What is required » Beginning with the first line of the data below, extract each line up to and including the one containing "colors in output.". Copy them exactly and add nothing.

Given records »
————————
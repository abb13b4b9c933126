//! Logging infrastructure using `tracing` and `tracing-subscriber`.
//!
//! Logs always go to stderr or a log file. Stdout is reserved for the
//! validation diagnostic and the run summary.
//!
//! # Log Levels
//!
//! - `error`: the failure that ended the run
//! - `warn`: default; nothing is logged on a clean run
//! - `info`: stage progress (rows validated, output written)
//! - `debug`: per-row acceptance with line numbers
//!
//! # Usage
//!
//! ```ignore
//! use samplesheet_cli::logging::{init_logging, LogConfig};
//!
//! let config = LogConfig::default().with_level(LevelFilter::DEBUG);
//! init_logging(&config).expect("init logging");
//! ```

use std::fs::OpenOptions;
use std::io;
use std::path::PathBuf;
use std::sync::Mutex;

use tracing::level_filters::LevelFilter;
use tracing_subscriber::{
    EnvFilter,
    fmt::{self, MakeWriter},
    layer::SubscriberExt,
    util::SubscriberInitExt,
};

/// Crates whose events follow the configured level.
const CRATE_TARGETS: [&str; 2] = ["samplesheet_cli", "samplesheet_core"];

/// Configuration for logging behavior.
#[derive(Debug, Clone)]
pub struct LogConfig {
    /// Maximum level for this workspace's crates.
    pub level_filter: LevelFilter,
    /// Let `RUST_LOG` override `level_filter` when set.
    pub use_env_filter: bool,
    /// Whether pretty and compact output include timestamps. Json always does.
    pub with_timestamps: bool,
    /// Whether to use ANSI colors in output.
    pub with_ansi: bool,
    /// Output format: pretty, compact, or json.
    pub format: LogFormat,
    /// Optional log file path. When set, logs are appended to the file.
    pub log_file: Option<PathBuf>,
}

/// Log output format.
#[derive(Debug, Clone, Copy, Default, PartialEq, Eq)]
pub enum LogFormat {
    /// Human-readable pretty format with colors.
    #[default]
    Pretty,
    /// Compact single-line format.
    Compact,
    /// JSON format for machine parsing.
    Json,
}

impl Default for LogConfig {
    fn default() -> Self {
        Self {
            level_filter: LevelFilter::WARN,
            use_env_filter: true,
            with_timestamps: false,
            with_ansi: true,
            format: LogFormat::default(),
            log_file: None,
        }
    }
}

impl LogConfig {
    /// Set log level directly.
    #[must_use]
    pub fn with_level(mut self, level_filter: LevelFilter) -> Self {
        self.level_filter = level_filter;
        self
    }

    /// Enable or disable timestamps.
    #[must_use]
    pub fn with_timestamps(mut self, enable: bool) -> Self {
        self.with_timestamps = enable;
        self
    }

    /// Enable or disable ANSI colors.
    #[must_use]
    pub fn with_ansi(mut self, enable: bool) -> Self {
        self.with_ansi = enable;
        self
    }

    /// Set output format.
    #[must_use]
    pub fn with_format(mut self, format: LogFormat) -> Self {
        self.format = format;
        self
    }

    /// Set the log file path (writes to stderr when None).
    #[must_use]
    pub fn with_log_file(mut self, path: Option<PathBuf>) -> Self {
        self.log_file = path;
        self
    }
}

/// Initialize the global tracing subscriber with the given configuration.
///
/// This should be called once at application startup.
///
/// # Errors
///
/// Returns an error if the log file cannot be opened.
pub fn init_logging(config: &LogConfig) -> io::Result<()> {
    if let Some(path) = &config.log_file {
        let file = OpenOptions::new().create(true).append(true).open(path)?;
        install_subscriber(config, Mutex::new(file));
    } else {
        install_subscriber(config, io::stderr);
    }
    Ok(())
}

fn install_subscriber<W>(config: &LogConfig, writer: W)
where
    W: for<'writer> MakeWriter<'writer> + Send + Sync + 'static,
{
    let filter = build_env_filter(config);

    match config.format {
        LogFormat::Json => {
            let layer = fmt::layer()
                .json()
                .with_writer(writer)
                .with_target(false);
            tracing_subscriber::registry()
                .with(filter)
                .with(layer)
                .init();
        }
        LogFormat::Compact => {
            let layer = fmt::layer()
                .compact()
                .with_writer(writer)
                .with_ansi(config.with_ansi)
                .with_target(false);
            if config.with_timestamps {
                tracing_subscriber::registry()
                    .with(filter)
                    .with(layer)
                    .init();
            } else {
                tracing_subscriber::registry()
                    .with(filter)
                    .with(layer.without_time())
                    .init();
            }
        }
        LogFormat::Pretty => {
            let layer = fmt::layer()
                .with_writer(writer)
                .with_ansi(config.with_ansi)
                .with_target(false);
            if config.with_timestamps {
                tracing_subscriber::registry()
                    .with(filter)
                    .with(layer)
                    .init();
            } else {
                tracing_subscriber::registry()
                    .with(filter)
                    .with(layer.without_time())
                    .init();
            }
        }
    }
}

/// Build an `EnvFilter`, deferring to `RUST_LOG` when allowed and set.
fn build_env_filter(config: &LogConfig) -> EnvFilter {
    if config.use_env_filter
        && let Ok(filter) = EnvFilter::try_from_default_env()
    {
        return filter;
    }
    EnvFilter::new(default_directives(config.level_filter))
}

/// External crates stay at warn; ours follow `level`.
fn default_directives(level: LevelFilter) -> String {
    let level = level.to_string().to_lowercase();
    std::iter::once("warn".to_string())
        .chain(CRATE_TARGETS.iter().map(|target| format!("{target}={level}")))
        .collect::<Vec<_>>()
        .join(",")
}
use std::path::Path;

use chrono::{Duration, NaiveDateTime, Timelike};

use crate::errors::ReaderError;

/// Grid coordinates plus the time axis; consumed for keys, never kept as values.
pub const EXCLUDED_VARIABLES: [&str; 3] = ["x", "y", TIME_AXIS];
pub const TIME_AXIS: &str = "time";
pub const FLAG_SUFFIX: &str = "_qc";

/// Returns the text before the first occurrence of `marker` that has a non-empty prefix.
pub(crate) fn site_label(path: &Path, marker: &str) -> Result<String, ReaderError> {
    let basename = path
        .file_name()
        .map(|name| name.to_string_lossy().into_owned())
        .unwrap_or_default();

    basename
        .match_indices(marker)
        .find(|(idx, _)| *idx > 0)
        .map(|(idx, _)| basename[..idx].to_string())
        .ok_or_else(|| ReaderError::SiteLabel {
            path: path.display().to_string(),
            marker: marker.to_string(),
        })
}

/// Parses the origin out of a CF-style `"<unit> since <timestamp>"` string.
pub(crate) fn parse_origin(units: &str) -> Option<NaiveDateTime> {
    static FORMATS: &[&str] = &[
        "%Y-%m-%d %H:%M:%S",
        "%Y-%m-%d %H:%M:%S%.f",
        "%Y-%m-%dT%H:%M:%S",
        "%Y-%m-%dT%H:%M:%S%.f",
    ];
    let start = units.find(|c: char| c.is_ascii_digit())?;
    let trimmed = units[start..].trim();
    FORMATS
        .iter()
        .find_map(|fmt| NaiveDateTime::parse_from_str(trimmed, fmt).ok())
}

/// Step between records in minutes.
///
/// Archives whose origin sits on the hour are hourly; otherwise the origin's minute
/// doubles as the step (half-hourly files start at hh:30).
pub(crate) fn timestep_minutes(origin: &NaiveDateTime) -> i64 {
    match origin.minute() {
        0 => 60,
        minute => i64::from(minute),
    }
}

pub(crate) fn timestream(origin: NaiveDateTime, periods: usize) -> Vec<NaiveDateTime> {
    let step = Duration::minutes(timestep_minutes(&origin));
    let mut current = origin;
    let mut stamps = Vec::with_capacity(periods);
    for _ in 0..periods {
        stamps.push(current);
        current += step;
    }
    stamps
}

pub(crate) fn flag_name(variable: &str) -> String {
    format!("{variable}{FLAG_SUFFIX}")
}

pub(crate) fn is_flag_name(name: &str) -> bool {
    name.len() > FLAG_SUFFIX.len() && name.ends_with(FLAG_SUFFIX)
}

/// Converts raw decoded numbers to optional values, treating NaN and declared fill values as gaps.
pub(crate) fn clean_values<I>(values: I, fill_values: &[f64]) -> Vec<Option<f64>>
where
    I: IntoIterator<Item = f64>,
{
    values
        .into_iter()
        .map(|value| {
            if value.is_nan() || fill_values.iter().any(|fill| *fill == value) {
                None
            } else {
                Some(value)
            }
        })
        .collect()
}
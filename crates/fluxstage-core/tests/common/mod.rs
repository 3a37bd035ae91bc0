#![allow(dead_code)]

use fluxstage_reader::{build_site_table, ArchiveContents, ArchiveVariable, SiteTable};

/// Archive skeleton with grid coordinates, a time axis and site scalars.
pub fn archive(origin: &str, steps: usize) -> ArchiveContents {
    let units = format!("seconds since {origin}");
    ArchiveContents {
        variables: vec![
            ArchiveVariable::new("x", &["x"], None, vec![Some(1.0)]),
            ArchiveVariable::new("y", &["y"], None, vec![Some(1.0)]),
            ArchiveVariable::new(
                "time",
                &["time"],
                Some(units.as_str()),
                (0..steps).map(|i| Some(i as f64)).collect(),
            ),
            ArchiveVariable::new("elevation", &["y", "x"], Some("m"), vec![Some(100.0)]),
            ArchiveVariable::new("latitude", &["y", "x"], None, vec![Some(45.0)]),
            ArchiveVariable::new("longitude", &["y", "x"], None, vec![Some(10.0)]),
            ArchiveVariable::new("reference_height", &["y", "x"], Some("m"), vec![Some(3.0)]),
        ],
    }
}

pub fn with_variable(
    mut contents: ArchiveContents,
    name: &str,
    values: Vec<Option<f64>>,
    flags: Vec<Option<f64>>,
) -> ArchiveContents {
    let dims = ["time", "y", "x"];
    contents
        .variables
        .push(ArchiveVariable::new(name, &dims, None, values));
    contents.variables.push(ArchiveVariable::new(
        format!("{name}_qc"),
        &dims,
        None,
        flags,
    ));
    contents
}

/// A fully reliable site holding `variables`, each filled with a ramp.
pub fn reliable_site(site: &str, origin: &str, steps: usize, variables: &[&str]) -> SiteTable {
    let mut contents = archive(origin, steps);
    for name in variables {
        contents = with_variable(
            contents,
            name,
            (0..steps).map(|i| Some(i as f64)).collect(),
            vec![Some(1.0); steps],
        );
    }
    site_table(site, &contents)
}

pub fn site_table(site: &str, contents: &ArchiveContents) -> SiteTable {
    build_site_table(site, contents, &format!("{site}Fluxnet.nc")).expect("synthetic site table")
}
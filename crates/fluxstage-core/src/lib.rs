pub mod alignment;
pub mod config;
pub mod error;
pub mod loader;
pub mod masking;
pub mod pipeline;
pub mod pivot;
pub mod snapshot;

pub use error::{PipelineError, Result};
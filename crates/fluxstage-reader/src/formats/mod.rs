pub(crate) mod common;
mod netcdf3;

pub use common::{EXCLUDED_VARIABLES, FLAG_SUFFIX, TIME_AXIS};
pub use self::netcdf3::NetCdf3Source;
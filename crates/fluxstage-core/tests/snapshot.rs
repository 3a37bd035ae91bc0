mod common;

use std::fs::File;
use std::io::Write;

use anyhow::Result;
use fluxstage_core::config::PipelineConfig;
use fluxstage_core::loader::{LoadFailure, RawCorpus};
use fluxstage_core::pipeline::{run_pipeline, PipelineOptions};
use fluxstage_core::snapshot::{
    read_corpus, read_dataset, write_corpus, write_dataset, SnapshotError, SnapshotKind,
    SNAPSHOT_FORMAT_VERSION,
};
use fluxstage_reader::Provenance;

use common::reliable_site;

fn sample_corpus() -> RawCorpus {
    let mut first = reliable_site("Amplero", "2002-01-01 00:30:00", 6, &["NEE", "Qle"]);
    first.unpaired = vec!["LWdown".to_string()];
    first.provenance = Some(Provenance {
        path: "/data/AmpleroFluxnet.1.4_flux.nc".to_string(),
        file_hash: "abc123".to_string(),
    });
    let second = reliable_site("Bugac", "2003-01-01 00:00:00", 4, &["NEE"]);

    RawCorpus {
        sites: vec![first, second],
        failures: vec![LoadFailure {
            path: "/data/broken.nc".to_string(),
            kind: "decode".to_string(),
            message: "truncated header".to_string(),
        }],
    }
}

#[test]
fn corpus_snapshot_round_trips_tables_and_provenance() -> Result<()> {
    let dir = tempfile::tempdir()?;
    let path = dir.path().join("nested").join("corpus.zip");
    let corpus = sample_corpus();

    let manifest = write_corpus(&path, &corpus)?;
    assert_eq!(manifest.format_version, SNAPSHOT_FORMAT_VERSION);
    assert_eq!(manifest.kind, SnapshotKind::RawCorpus);
    assert_eq!(manifest.sites[1].frame_path, "site_0001.parquet");

    let restored = read_corpus(&path)?;
    assert_eq!(restored.site_names(), vec!["Amplero", "Bugac"]);
    assert_eq!(restored.failures, corpus.failures);

    for (original, restored) in corpus.sites.iter().zip(&restored.sites) {
        assert_eq!(restored.metadata, original.metadata);
        assert_eq!(restored.schema, original.schema);
        assert_eq!(restored.unpaired, original.unpaired);
        assert_eq!(restored.provenance, original.provenance);
        assert_eq!(restored.timestamps()?, original.timestamps()?);
        assert_eq!(restored.values("NEE")?, original.values("NEE")?);
        assert_eq!(restored.values("NEE_qc")?, original.values("NEE_qc")?);
    }
    Ok(())
}

#[test]
fn unknown_format_version_is_rejected() -> Result<()> {
    let dir = tempfile::tempdir()?;
    let path = dir.path().join("future.zip");

    let mut zip = zip::ZipWriter::new(File::create(&path)?);
    zip.start_file("manifest.json", zip::write::FileOptions::default())?;
    zip.write_all(br#"{"format_version": 99, "kind": "raw_corpus"}"#)?;
    zip.finish()?;

    let err = read_corpus(&path).unwrap_err();
    assert!(matches!(
        err,
        SnapshotError::UnsupportedVersion {
            found: 99,
            expected: SNAPSHOT_FORMAT_VERSION
        }
    ));
    Ok(())
}

#[test]
fn archive_without_manifest_is_rejected() -> Result<()> {
    let dir = tempfile::tempdir()?;
    let path = dir.path().join("empty.zip");

    let mut zip = zip::ZipWriter::new(File::create(&path)?);
    zip.start_file("readme.txt", zip::write::FileOptions::default())?;
    zip.write_all(b"nothing here")?;
    zip.finish()?;

    assert!(matches!(
        read_dataset(&path).unwrap_err(),
        SnapshotError::MissingManifest
    ));
    Ok(())
}

#[test]
fn snapshots_are_not_interchangeable() -> Result<()> {
    let dir = tempfile::tempdir()?;
    let corpus = sample_corpus();
    let corpus_path = dir.path().join("corpus.zip");
    let dataset_path = dir.path().join("dataset.zip");

    write_corpus(&corpus_path, &corpus)?;
    let output = run_pipeline(&corpus, &PipelineOptions::default())?;
    write_dataset(
        &dataset_path,
        &output.dataset,
        &output.summary,
        &PipelineConfig::default(),
    )?;

    assert!(matches!(
        read_corpus(&dataset_path).unwrap_err(),
        SnapshotError::WrongKind {
            expected: SnapshotKind::RawCorpus,
            found: SnapshotKind::FinalDataset
        }
    ));
    assert!(matches!(
        read_dataset(&corpus_path).unwrap_err(),
        SnapshotError::WrongKind {
            expected: SnapshotKind::FinalDataset,
            found: SnapshotKind::RawCorpus
        }
    ));
    Ok(())
}
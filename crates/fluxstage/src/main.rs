use std::path::PathBuf;

use anyhow::{Context, Result};
use clap::{Args, Parser, Subcommand, ValueEnum};
use comfy_table::Table;
use fluxstage_core::config::PipelineConfig;
use fluxstage_core::loader::{load_corpus_with_config, LoadFailure, RawCorpus};
use fluxstage_core::masking::flag_summary;
use fluxstage_core::pipeline::{run_and_persist, PipelineSummary};
use fluxstage_core::snapshot;
use fluxstage_reader::NetCdf3Source;
use tracing::info;
use tracing_subscriber::EnvFilter;

#[derive(Parser, Debug)]
#[command(author, version, about = "Stage per-site flux archives into a modelling dataset", long_about = None)]
struct Cli {
    /// TOML file with pipeline settings; flags override it
    #[arg(long, global = true)]
    config: Option<PathBuf>,
    /// Log line format
    #[arg(long, global = true, value_enum, default_value_t = LogFormat::Json)]
    log_format: LogFormat,
    #[command(subcommand)]
    command: Command,
}

#[derive(Debug, Clone, Copy, ValueEnum)]
enum LogFormat {
    Json,
    Pretty,
}

#[derive(Subcommand, Debug)]
enum Command {
    /// Read every archive under the input directory into a raw corpus snapshot
    Load(LoadArgs),
    /// Align, mask and pivot a raw corpus snapshot into the final dataset
    Stage(StageArgs),
    /// Load and stage in one pass
    Run(RunArgs),
    /// Print the head of a final dataset snapshot
    Inspect(InspectArgs),
    /// List the sites held in a raw corpus snapshot
    CorpusSummary(CorpusSummaryArgs),
}

#[derive(Args, Debug, Default)]
struct LoadArgs {
    /// Directory searched recursively for site archives
    #[arg(long)]
    input_dir: Option<PathBuf>,
    /// Where the raw corpus snapshot is written
    #[arg(long)]
    corpus_path: Option<PathBuf>,
}

#[derive(Args, Debug, Default)]
struct StageKnobs {
    /// Where the final dataset snapshot is written
    #[arg(long)]
    output_path: Option<PathBuf>,
    /// Flag value marking an observation as reliable
    #[arg(long)]
    reliable_flag_value: Option<f64>,
    /// Width of time-of-day slots in minutes (defaults to the native timestep)
    #[arg(long, value_name = "MINUTES")]
    time_of_day_granularity: Option<u32>,
}

#[derive(Args, Debug, Default)]
struct StageArgs {
    /// Raw corpus snapshot to stage
    #[arg(long)]
    corpus_path: Option<PathBuf>,
    #[command(flatten)]
    knobs: StageKnobs,
}

#[derive(Args, Debug, Default)]
struct RunArgs {
    #[command(flatten)]
    load: LoadArgs,
    #[command(flatten)]
    knobs: StageKnobs,
}

#[derive(Args, Debug, Default)]
struct InspectArgs {
    /// Final dataset snapshot (defaults to the configured output path)
    #[arg(long)]
    path: Option<PathBuf>,
    /// Number of rows to print
    #[arg(long, default_value_t = 10)]
    rows: usize,
}

#[derive(Args, Debug, Default)]
struct CorpusSummaryArgs {
    /// Raw corpus snapshot (defaults to the configured corpus path)
    #[arg(long)]
    corpus_path: Option<PathBuf>,
    /// Also break down quality flags for this variable
    #[arg(long)]
    variable: Option<String>,
}

fn main() -> Result<()> {
    let cli = Cli::parse();
    init_tracing(cli.log_format);

    let config = match &cli.config {
        Some(path) => PipelineConfig::from_file(path)
            .with_context(|| format!("failed to read config {}", path.display()))?,
        None => PipelineConfig::default(),
    };

    match cli.command {
        Command::Load(args) => {
            let config = apply_load_args(config, args);
            handle_load(&config).map(|_| ())
        }
        Command::Stage(args) => {
            let mut config = apply_stage_knobs(config, args.knobs);
            if let Some(path) = args.corpus_path {
                config.corpus_path = Some(path);
            }
            handle_stage(&config)
        }
        Command::Run(args) => {
            let config = apply_stage_knobs(apply_load_args(config, args.load), args.knobs);
            let corpus = handle_load(&config)?;
            stage_corpus(&corpus, &config)
        }
        Command::Inspect(args) => handle_inspect(&config, args),
        Command::CorpusSummary(args) => handle_corpus_summary(&config, args),
    }
}

fn init_tracing(format: LogFormat) {
    let builder = tracing_subscriber::fmt().with_env_filter(EnvFilter::from_default_env());
    match format {
        LogFormat::Json => builder.json().init(),
        LogFormat::Pretty => builder.init(),
    }
}

fn apply_load_args(mut config: PipelineConfig, args: LoadArgs) -> PipelineConfig {
    if let Some(dir) = args.input_dir {
        config.input_dir = dir;
    }
    if let Some(path) = args.corpus_path {
        config.corpus_path = Some(path);
    }
    config
}

fn apply_stage_knobs(mut config: PipelineConfig, knobs: StageKnobs) -> PipelineConfig {
    if let Some(path) = knobs.output_path {
        config.output_path = Some(path);
    }
    if let Some(flag) = knobs.reliable_flag_value {
        config.reliable_flag_value = flag;
    }
    if let Some(minutes) = knobs.time_of_day_granularity {
        config.time_of_day_granularity_minutes = Some(minutes);
    }
    config
}

fn handle_load(config: &PipelineConfig) -> Result<RawCorpus> {
    config.validate()?;
    let corpus = load_corpus_with_config(config, &NetCdf3Source)
        .with_context(|| format!("failed to load archives from {}", config.input_dir().display()))?;

    let path = config.corpus_path();
    snapshot::write_corpus(&path, &corpus)
        .with_context(|| format!("failed to write corpus snapshot {}", path.display()))?;
    info!(path = %path.display(), sites = corpus.sites.len(), "wrote raw corpus snapshot");

    println!(
        "Loaded {} sites into {}",
        corpus.sites.len(),
        path.display()
    );
    print_failures(&corpus.failures);
    Ok(corpus)
}

fn handle_stage(config: &PipelineConfig) -> Result<()> {
    let path = config.corpus_path();
    let corpus = snapshot::read_corpus(&path)
        .with_context(|| format!("failed to read corpus snapshot {}", path.display()))?;
    stage_corpus(&corpus, config)
}

fn stage_corpus(corpus: &RawCorpus, config: &PipelineConfig) -> Result<()> {
    let (output, manifest) = run_and_persist(corpus, config).context("staging failed")?;
    print_summary(&output.summary);
    println!(
        "Wrote {} rows x {} columns to {} (run {})",
        manifest.row_count,
        manifest.columns.len(),
        config.output_path().display(),
        manifest.run_id
    );
    Ok(())
}

fn handle_inspect(config: &PipelineConfig, args: InspectArgs) -> Result<()> {
    let path = args.path.unwrap_or_else(|| config.output_path());
    let dataset = snapshot::read_dataset(&path)
        .with_context(|| format!("failed to read dataset snapshot {}", path.display()))?;

    let manifest = &dataset.manifest;
    println!("Run {} generated at {}", manifest.run_id, manifest.generated_at);
    println!(
        "{} rows x {} columns from {} sites",
        manifest.row_count,
        manifest.columns.len(),
        manifest.summary.sites.len()
    );
    println!("{}", dataset.frame.head(Some(args.rows)));
    Ok(())
}

fn handle_corpus_summary(config: &PipelineConfig, args: CorpusSummaryArgs) -> Result<()> {
    let path = args.corpus_path.unwrap_or_else(|| config.corpus_path());
    let corpus = snapshot::read_corpus(&path)
        .with_context(|| format!("failed to read corpus snapshot {}", path.display()))?;

    let mut table = Table::new();
    table.set_header(vec!["site", "rows", "variables", "names"]);
    for site in &corpus.sites {
        table.add_row(vec![
            site.site().to_string(),
            site.height().to_string(),
            site.schema.len().to_string(),
            site.variable_names().collect::<Vec<_>>().join(", "),
        ]);
    }
    println!("{table}");
    print_failures(&corpus.failures);

    if let Some(variable) = args.variable {
        let mut table = Table::new();
        table.set_header(vec![
            "site",
            "reliable",
            "unreliable",
            "missing flag",
            "missing value",
        ]);
        for site in &corpus.sites {
            if site.variable(&variable).is_none() {
                table.add_row(vec![site.site().to_string(), "absent".to_string()]);
                continue;
            }
            let summary = flag_summary(site, &variable, config.reliable_flag_value)?;
            table.add_row(vec![
                summary.site,
                summary.reliable.to_string(),
                summary.unreliable.to_string(),
                summary.missing_flag.to_string(),
                summary.missing_value.to_string(),
            ]);
        }
        println!("{variable}");
        println!("{table}");
    }
    Ok(())
}

fn print_summary(summary: &PipelineSummary) {
    let mut table = Table::new();
    table.set_header(vec!["site", "unfiltered", "reliable", "% reliable", "warning"]);
    for site in &summary.sites {
        table.add_row(vec![
            site.site.clone(),
            site.total_rows.to_string(),
            site.complete_rows.to_string(),
            format!("{:.2}", site.percent_retained),
            site.warning
                .map(|warning| format!("{warning:?}"))
                .unwrap_or_default(),
        ]);
    }
    println!("{table}");
    println!("Common variables: {}", summary.common_variables.join(", "));
    if !summary.padded_sites.is_empty() {
        println!(
            "Sites missing time-of-day slots: {}",
            summary.padded_sites.join(", ")
        );
    }
    println!(
        "Rows before cleanup: {}, after: {}",
        summary.rows_before_cleanup, summary.row_count
    );
    print_failures(&summary.load_failures);
}

fn print_failures(failures: &[LoadFailure]) {
    if failures.is_empty() {
        return;
    }
    println!("{} archives failed to load:", failures.len());
    for failure in failures {
        println!("  [{}] {}: {}", failure.kind, failure.path, failure.message);
    }
}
————————
Answer to this problem »
repository abb13b4b9c933126
//! Logging infrastructure using `tracing` and `tracing-subscriber`.
//!
//! Logs always go to stderr or a log file. Stdout is reserved for the
//! validation diagnostic and the run summary.
//!
//! # Log Levels
//!
//! - `error`: the failure that ended the run
//! - `warn`: default; nothing is logged on a clean run
//! - `info`: stage progress (rows validated, output written)
//! - `debug`: per-row acceptance with line numbers
//!
//! # Usage
//!
//! ```ignore
//! use samplesheet_cli::logging::{init_logging, LogConfig};
//!
//! let config = LogConfig::default().with_level(LevelFilter::DEBUG);
//! init_logging(&config).expect("init logging");
//! ```

use std::fs::OpenOptions;
use std::io;
use std::path::PathBuf;
use std::sync::Mutex;

use tracing::level_filters::LevelFilter;
use tracing_subscriber::{
    EnvFilter,
    fmt::{self, MakeWriter},
    layer::SubscriberExt,
    util::SubscriberInitExt,
};

/// Crates whose events follow the configured level.
const CRATE_TARGETS: [&str; 2] = ["samplesheet_cli", "samplesheet_core"];

/// Configuration for logging behavior.
#[derive(Debug, Clone)]
pub struct LogConfig {
    /// Maximum level for this workspace's crates.
    pub level_filter: LevelFilter,
    /// Let `RUST_LOG` override `level_filter` when set.
    pub use_env_filter: bool,
    /// Whether pretty and compact output include timestamps. Json always does.
    pub with_timestamps: bool,
    /// Whether to use ANSI colors in output.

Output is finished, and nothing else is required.